Start of INPUT DATA

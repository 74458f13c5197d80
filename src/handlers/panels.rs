//! Panel administration commands.

use super::{
    CommandArgs, CommandHandler, CommandOption, Context, OptionKind, Reply, SlashCommand, required,
};
use crate::db::{Panel, PanelUpdate};
use crate::error::TicketResult;
use crate::panel::PanelDraft;
use crate::platform::{Embed, RoleId, colors};
use async_trait::async_trait;

/// Options shared by `/setup` and `/editpanel`, all optional there.
const SHARED_OPTIONS: [CommandOption; 5] = [
    CommandOption::optional("extra_role", "A second support role", OptionKind::Role),
    CommandOption::optional("claimable", "Whether staff can claim tickets", OptionKind::Boolean),
    CommandOption::optional("description", "Text shown on the panel", OptionKind::String),
    CommandOption::optional("button_text", "Label of the create-ticket button", OptionKind::String),
    CommandOption::optional("welcome_message", "First message in a new ticket", OptionKind::String),
];

fn roles(args: &CommandArgs) -> Option<Vec<RoleId>> {
    let primary = args.role("support_role")?;
    let mut roles = vec![primary];
    if let Some(extra) = args.role("extra_role")
        && extra != primary
    {
        roles.push(extra);
    }
    Some(roles)
}

fn owned(args: &CommandArgs, name: &str) -> Option<String> {
    args.string(name).map(str::to_string)
}

pub struct SetupHandler;

#[async_trait]
impl CommandHandler for SetupHandler {
    fn definition(&self) -> SlashCommand {
        let mut command = SlashCommand::new("setup", "Creates a new ticket panel.")
            .admin_only()
            .option(CommandOption::required("name", "Panel title", OptionKind::String))
            .option(CommandOption::required(
                "support_role",
                "Role that handles these tickets",
                OptionKind::Role,
            ))
            .option(CommandOption::required(
                "category",
                "Category new tickets are created in",
                OptionKind::Category,
            ))
            .option(CommandOption::required(
                "transcript_channel",
                "Channel that receives transcripts",
                OptionKind::TextChannel,
            ))
            .option(CommandOption::required(
                "panel_channel",
                "Channel the panel is posted in",
                OptionKind::TextChannel,
            ));
        command.options.extend(SHARED_OPTIONS);
        command
    }

    async fn handle(&self, ctx: &Context<'_>, args: &CommandArgs) -> TicketResult<Reply> {
        let draft = PanelDraft {
            name: required(owned(args, "name"), "name")?,
            support_roles: required(roles(args), "support_role")?,
            category_id: required(args.channel("category"), "category")?,
            transcript_channel_id: required(
                args.channel("transcript_channel"),
                "transcript_channel",
            )?,
            panel_channel_id: required(args.channel("panel_channel"), "panel_channel")?,
            claimable: args.boolean("claimable").unwrap_or(false),
            description: owned(args, "description"),
            button_text: owned(args, "button_text"),
            welcome_message: owned(args, "welcome_message"),
        };
        let panel = ctx
            .panels
            .create_panel(ctx.guild_id, ctx.actor, draft)
            .await?;
        Ok(Reply::private(format!(
            "Panel `{}` created with id `{}`.",
            panel.name, panel.id
        )))
    }
}

pub struct EditPanelHandler;

#[async_trait]
impl CommandHandler for EditPanelHandler {
    fn definition(&self) -> SlashCommand {
        let mut command = SlashCommand::new("editpanel", "Edits an existing ticket panel.")
            .admin_only()
            .option(CommandOption::required("panel", "Panel id (see /panels)", OptionKind::Integer))
            .option(CommandOption::optional("name", "Panel title", OptionKind::String))
            .option(CommandOption::optional(
                "support_role",
                "Replaces the support roles (with extra_role)",
                OptionKind::Role,
            ))
            .option(CommandOption::optional(
                "category",
                "Category new tickets are created in",
                OptionKind::Category,
            ))
            .option(CommandOption::optional(
                "transcript_channel",
                "Channel that receives transcripts",
                OptionKind::TextChannel,
            ));
        command.options.extend(SHARED_OPTIONS);
        command
    }

    async fn handle(&self, ctx: &Context<'_>, args: &CommandArgs) -> TicketResult<Reply> {
        let panel_id = required(args.integer("panel"), "panel")?;
        let update = PanelUpdate {
            name: owned(args, "name"),
            support_roles: roles(args),
            category_id: args.channel("category"),
            transcript_channel_id: args.channel("transcript_channel"),
            claimable: args.boolean("claimable"),
            description: owned(args, "description"),
            button_text: owned(args, "button_text"),
            welcome_message: owned(args, "welcome_message"),
        };
        let panel = ctx
            .panels
            .edit_panel(ctx.guild_id, ctx.actor, panel_id, update)
            .await?;
        Ok(Reply::private(format!("Panel `{}` updated.", panel.name)))
    }
}

pub struct PanelsHandler;

fn describe(panel: &Panel) -> String {
    let roles: Vec<_> = panel.support_roles.iter().map(|r| r.mention()).collect();
    let posted = panel
        .channel_id
        .map(|c| c.mention())
        .unwrap_or_else(|| "not posted".to_string());
    format!(
        "Posted in: {posted}\nSupport: {}\nCategory: `{}`\nTranscripts: {}\nClaimable: {}",
        roles.join(", "),
        panel.category_id,
        panel.transcript_channel_id.mention(),
        if panel.claimable { "yes" } else { "no" }
    )
}

#[async_trait]
impl CommandHandler for PanelsHandler {
    fn definition(&self) -> SlashCommand {
        SlashCommand::new("panels", "Lists the ticket panels of this server.").admin_only()
    }

    async fn handle(&self, ctx: &Context<'_>, _args: &CommandArgs) -> TicketResult<Reply> {
        let panels = ctx.panels.list_panels(ctx.guild_id, ctx.actor).await?;
        if panels.is_empty() {
            return Ok(Reply::private("No panels yet. Create one with /setup."));
        }
        let embed = panels.iter().fold(
            Embed::new(colors::BLURPLE).title("Ticket Panels"),
            |embed, panel| embed.field(format!("#{} {}", panel.id, panel.name), describe(panel), false),
        );
        Ok(Reply::private_embed(embed))
    }
}

#[cfg(test)]
mod tests {
    use super::super::tests::{LOBBY, SUPPORT, admin, harness, invocation, setup_panel, staff};
    use super::super::{CommandArgs, OptionValue};
    use super::*;

    #[test]
    fn test_definitions_share_optional_fields() {
        let setup = SetupHandler.definition();
        let edit = EditPanelHandler.definition();
        assert!(setup.admin_only && edit.admin_only);
        for option in SHARED_OPTIONS {
            assert!(setup.options.contains(&option));
            assert!(edit.options.contains(&option));
        }
        assert!(edit.options.iter().filter(|o| o.required).count() == 1);
    }

    #[test]
    fn test_extra_role_joins_support_role() {
        let args = CommandArgs::new()
            .with("support_role", OptionValue::Role(RoleId(1)))
            .with("extra_role", OptionValue::Role(RoleId(2)));
        assert_eq!(roles(&args), Some(vec![RoleId(1), RoleId(2)]));

        let args = CommandArgs::new().with("extra_role", OptionValue::Role(RoleId(2)));
        assert_eq!(roles(&args), None);
    }

    #[tokio::test]
    async fn test_setup_edit_and_list() {
        let h = harness().await;
        let old_entry = setup_panel(&h, false).await;

        let args = CommandArgs::new()
            .with("panel", OptionValue::Integer(1))
            .with("button_text", OptionValue::String("Get help".into()));
        let reply = h
            .dispatcher
            .dispatch_command(&invocation(LOBBY, admin()), "editpanel", &args)
            .await
            .unwrap();
        assert_eq!(reply.content.as_deref(), Some("Panel `Support` updated."));

        let posted = h.platform.messages(LOBBY);
        assert_eq!(posted.len(), 1);
        assert_ne!(posted[0].id, old_entry);
        assert_eq!(posted[0].message.buttons[0].label, "Get help");

        let reply = h
            .dispatcher
            .dispatch_command(&invocation(LOBBY, admin()), "panels", &CommandArgs::new())
            .await
            .unwrap();
        let embed = reply.embed.unwrap();
        assert_eq!(embed.fields.len(), 1);
        assert_eq!(embed.fields[0].name, "#1 Support");
        assert!(embed.fields[0].value.contains(&SUPPORT.mention()));
    }

    #[tokio::test]
    async fn test_panel_commands_need_admin() {
        let h = harness().await;
        let reply = h
            .dispatcher
            .dispatch_command(&invocation(LOBBY, staff(9)), "panels", &CommandArgs::new())
            .await
            .unwrap();
        assert_eq!(
            reply.content.as_deref(),
            Some("Only administrators can manage ticket panels.")
        );
    }
}
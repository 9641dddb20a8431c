//! Tremor Core - Telemetry Pipeline
//!
//! This crate connects the DSP primitives to the outside world:
//! - Per-message orchestration with an all-axes emit gate
//! - One-shot capture of the first raw payload to disk
//! - Fan-out of spectra to any number of in-process subscribers
//! - A dedicated ingest thread fed over a bounded channel
//!
//! # Architecture
//!
//! ```text
//! ┌─────────────────────────────────────────────────────────────┐
//! │                   Transport (MQTT, serial, ...)             │
//! │                 IngestHandle::submit(payload)               │
//! └─────────────────────────────────────────────────────────────┘
//!                              │ crossbeam-channel
//!                              ▼
//! ┌─────────────────────────────────────────────────────────────┐
//! │                      Ingest Thread                          │
//! │   capture once ◀── Pipeline ──▶ decode ─▶ FFT x/y/z ─▶ gate │
//! └─────────────────────────────────────────────────────────────┘
//!                              │ Broadcaster::publish
//!                              ▼
//! ┌─────────────────────────────────────────────────────────────┐
//! │   SubscriberRegistry ──try_send──▶ Subscription (per client)│
//! └─────────────────────────────────────────────────────────────┘
//! ```
//!
//! The library only emits `tracing` events; installing a subscriber is up
//! to the host.

mod broadcast;
mod capture;
mod config;
mod engine;
mod error;
mod message;
mod pipeline;

pub use broadcast::{Broadcaster, SubscriberId, SubscriberRegistry, Subscription};
pub use capture::{
    hex_encode, CsvCaptureSink, OneShotCapture, PayloadSink, PersistenceGuard, CAPTURE_HEADER,
};
pub use config::{PipelineConfig, SpectrumSettings};
pub use engine::{Command, IngestEngine, IngestHandle};
pub use error::{CoreError, CoreResult};
pub use message::{Axis, BroadcastEvent, RawMessage};
pub use pipeline::{
    DiscardReason, MessageHandler, Outcome, Pipeline, PipelineStats, StatsSnapshot,
};

// Re-export DSP types for convenience
pub use tremor_dsp::{
    decode_payload, AxisSeries, DspError, SampleTriplet, SpectralAnalyzer, SpectralResult,
    SpectrumConfig,
};

#[cfg(test)]
mod tests {
    use super::*;

    #[test]
    fn test_crate_exports() {
        // Verify public API is accessible
        let _config = PipelineConfig::default();
        let _registry = SubscriberRegistry::default();
        assert_eq!(BroadcastEvent::EVENT_NAME, "update_plot");
    }
}
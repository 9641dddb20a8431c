//! Spectral Analyzer
//!
//! Turns one axis of accelerometer samples into a magnitude spectrum on a
//! fixed frequency grid.
//!
//! # Pipeline
//!
//! ```text
//! samples ──FFT──▶ |X[k]|, k = 0..=n/2 ──lerp──▶ grid 0, step, ..., nyquist
//!                  at k * fs / n
//! ```
//!
//! The transform is the plain unnormalised DFT: no window, no scaling. A
//! constant series of value `v` therefore shows `n * |v|` at 0 Hz.

use std::collections::HashMap;
use std::sync::Arc;

use parking_lot::Mutex;
use rustfft::{num_complex::Complex, Fft, FftPlanner};

use crate::decoder::AxisSeries;
use crate::error::DspError;
use crate::resample::{frequency_grid, grid_len, interpolate_clamped, MAX_GRID_POINTS};

/// Series shorter than this produce an empty result
pub const MIN_SAMPLES: usize = 4;

/// Sampling rate of the reference sensor (Hz)
pub const DEFAULT_SAMPLE_RATE_HZ: f64 = 16384.0;

/// Output grid spacing (Hz)
pub const DEFAULT_FREQUENCY_STEP_HZ: f64 = 0.25;

/// Sampling rate and output grid spacing for one analyzer
#[derive(Debug, Clone, Copy, PartialEq)]
pub struct SpectrumConfig {
    sample_rate_hz: f64,
    frequency_step_hz: f64,
}

impl SpectrumConfig {
    pub fn new(sample_rate_hz: f64, frequency_step_hz: f64) -> Result<Self, DspError> {
        if !sample_rate_hz.is_finite() || sample_rate_hz <= 0.0 {
            return Err(DspError::InvalidSampleRate(sample_rate_hz));
        }
        if !frequency_step_hz.is_finite() || frequency_step_hz <= 0.0 {
            return Err(DspError::InvalidStep(frequency_step_hz));
        }
        let nyquist = sample_rate_hz / 2.0;
        if grid_len(nyquist, frequency_step_hz) > MAX_GRID_POINTS {
            return Err(DspError::GridTooLarge {
                step: frequency_step_hz,
                nyquist,
                max: MAX_GRID_POINTS,
            });
        }
        Ok(Self {
            sample_rate_hz,
            frequency_step_hz,
        })
    }

    pub fn sample_rate_hz(&self) -> f64 {
        self.sample_rate_hz
    }

    pub fn frequency_step_hz(&self) -> f64 {
        self.frequency_step_hz
    }

    pub fn nyquist_hz(&self) -> f64 {
        self.sample_rate_hz / 2.0
    }
}

impl Default for SpectrumConfig {
    fn default() -> Self {
        Self {
            sample_rate_hz: DEFAULT_SAMPLE_RATE_HZ,
            frequency_step_hz: DEFAULT_FREQUENCY_STEP_HZ,
        }
    }
}

/// A magnitude spectrum on a uniform frequency grid
///
/// `frequencies` and `magnitudes` always have the same length. Both are
/// empty when the source series was too short to analyse.
#[derive(Debug, Clone, Default, PartialEq)]
pub struct SpectralResult {
    frequencies: Vec<f64>,
    magnitudes: Vec<f64>,
}

impl SpectralResult {
    pub fn empty() -> Self {
        Self::default()
    }

    /// Pair up a grid and its magnitudes; `None` if the lengths differ
    pub fn from_parts(frequencies: Vec<f64>, magnitudes: Vec<f64>) -> Option<Self> {
        (frequencies.len() == magnitudes.len()).then_some(Self {
            frequencies,
            magnitudes,
        })
    }

    pub fn frequencies(&self) -> &[f64] {
        &self.frequencies
    }

    pub fn magnitudes(&self) -> &[f64] {
        &self.magnitudes
    }

    pub fn len(&self) -> usize {
        self.frequencies.len()
    }

    pub fn is_empty(&self) -> bool {
        self.frequencies.is_empty()
    }

    /// Frequency and magnitude of the strongest non-DC grid point
    pub fn peak(&self) -> Option<(f64, f64)> {
        self.frequencies
            .iter()
            .zip(&self.magnitudes)
            .skip(1)
            .max_by(|a, b| a.1.total_cmp(b.1))
            .map(|(f, m)| (*f, *m))
    }

    pub fn into_parts(self) -> (Vec<f64>, Vec<f64>) {
        (self.frequencies, self.magnitudes)
    }
}

/// Frequencies of the one-sided DFT bins for an `n`-point transform
pub fn native_frequencies(n: usize, sample_rate_hz: f64) -> Vec<f64> {
    if n == 0 {
        return Vec::new();
    }
    let bin_width = sample_rate_hz / n as f64;
    (0..=n / 2).map(|k| k as f64 * bin_width).collect()
}

/// One-sided magnitude spectrum (`n / 2 + 1` bins) of a real series
///
/// Plans a fresh FFT on every call; use [`SpectralAnalyzer`] for repeated
/// analysis.
pub fn magnitude_spectrum<T>(samples: &[T]) -> Vec<f64>
where
    T: Copy + Into<f64>,
{
    if samples.is_empty() {
        return Vec::new();
    }
    let fft = FftPlanner::<f64>::new().plan_fft_forward(samples.len());
    one_sided_magnitudes(fft.as_ref(), samples)
}

fn one_sided_magnitudes<T>(fft: &dyn Fft<f64>, samples: &[T]) -> Vec<f64>
where
    T: Copy + Into<f64>,
{
    let mut buffer: Vec<Complex<f64>> = samples
        .iter()
        .map(|&s| Complex::new(s.into(), 0.0))
        .collect();
    fft.process(&mut buffer);

    buffer[..samples.len() / 2 + 1]
        .iter()
        .map(|c| c.norm())
        .collect()
}

/// Computes resampled magnitude spectra for a fixed configuration
///
/// The output grid is computed once up front; FFT plans are cached per
/// input length, so steady streams of equal-sized payloads only plan once.
/// The analyzer is `Send + Sync` and can serve several axes concurrently.
pub struct SpectralAnalyzer {
    config: SpectrumConfig,
    grid: Arc<[f64]>,
    plans: Mutex<HashMap<usize, Arc<dyn Fft<f64>>>>,
}

impl SpectralAnalyzer {
    pub fn new(config: SpectrumConfig) -> Self {
        let grid = frequency_grid(config.nyquist_hz(), config.frequency_step_hz()).into();
        Self {
            config,
            grid,
            plans: Mutex::new(HashMap::new()),
        }
    }

    pub fn config(&self) -> &SpectrumConfig {
        &self.config
    }

    /// The output grid every non-empty result uses
    pub fn grid(&self) -> &[f64] {
        &self.grid
    }

    /// Analyse one series
    ///
    /// Returns an empty result when `samples.len() < MIN_SAMPLES`.
    pub fn analyze<T>(&self, samples: &[T]) -> SpectralResult
    where
        T: Copy + Into<f64>,
    {
        let n = samples.len();
        if n < MIN_SAMPLES {
            return SpectralResult::empty();
        }

        let fft = self.plan(n);
        let spectrum = one_sided_magnitudes(fft.as_ref(), samples);
        let native = native_frequencies(n, self.config.sample_rate_hz());

        SpectralResult {
            frequencies: self.grid.to_vec(),
            magnitudes: interpolate_clamped(&native, &spectrum, &self.grid),
        }
    }

    /// Cached forward plan for `n` points; the lock is released before the
    /// transform runs
    fn plan(&self, n: usize) -> Arc<dyn Fft<f64>> {
        let mut plans = self.plans.lock();
        Arc::clone(
            plans
                .entry(n)
                .or_insert_with(|| FftPlanner::<f64>::new().plan_fft_forward(n)),
        )
    }

    /// Analyse all three axes of a decoded payload, in x, y, z order
    pub fn analyze_axes(&self, series: &AxisSeries) -> [SpectralResult; 3] {
        [
            self.analyze(series.x()),
            self.analyze(series.y()),
            self.analyze(series.z()),
        ]
    }
}

impl Default for SpectralAnalyzer {
    fn default() -> Self {
        Self::new(SpectrumConfig::default())
    }
}

impl std::fmt::Debug for SpectralAnalyzer {
    fn fmt(&self, f: &mut std::fmt::Formatter<'_>) -> std::fmt::Result {
        f.debug_struct("SpectralAnalyzer")
            .field("config", &self.config)
            .field("grid_len", &self.grid.len())
            .field("cached_plans", &self.plans.lock().len())
            .finish()
    }
}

End of INPUT DATA

_WORK INSTRUCTIONS:_
Each line from the top of the data, up to and including the line that contains "let mut roles = vec![primary];", should be set down exactly.

_RESPONSE TO THIS EXERCISE:_
repository 74458f13c5197d80
filename src/handlers/panels.rs
//! Panel administration commands.

use super::{
    CommandArgs, CommandHandler, CommandOption, Context, OptionKind, Reply, SlashCommand, required,
};
use crate::db::{Panel, PanelUpdate};
use crate::error::TicketResult;
use crate::panel::PanelDraft;
use crate::platform::{Embed, RoleId, colors};
use async_trait::async_trait;

/// Options shared by `/setup` and `/editpanel`, all optional there.
const SHARED_OPTIONS: [CommandOption; 5] = [
    CommandOption::optional("extra_role", "A second support role", OptionKind::Role),
    CommandOption::optional("claimable", "Whether staff can claim tickets", OptionKind::Boolean),
    CommandOption::optional("description", "Text shown on the panel", OptionKind::String),
    CommandOption::optional("button_text", "Label of the create-ticket button", OptionKind::String),
    CommandOption::optional("welcome_message", "First message in a new ticket", OptionKind::String),
];

fn roles(args: &CommandArgs) -> Option<Vec<RoleId>> {
    let primary = args.role("support_role")?;
    let mut roles = vec![primary];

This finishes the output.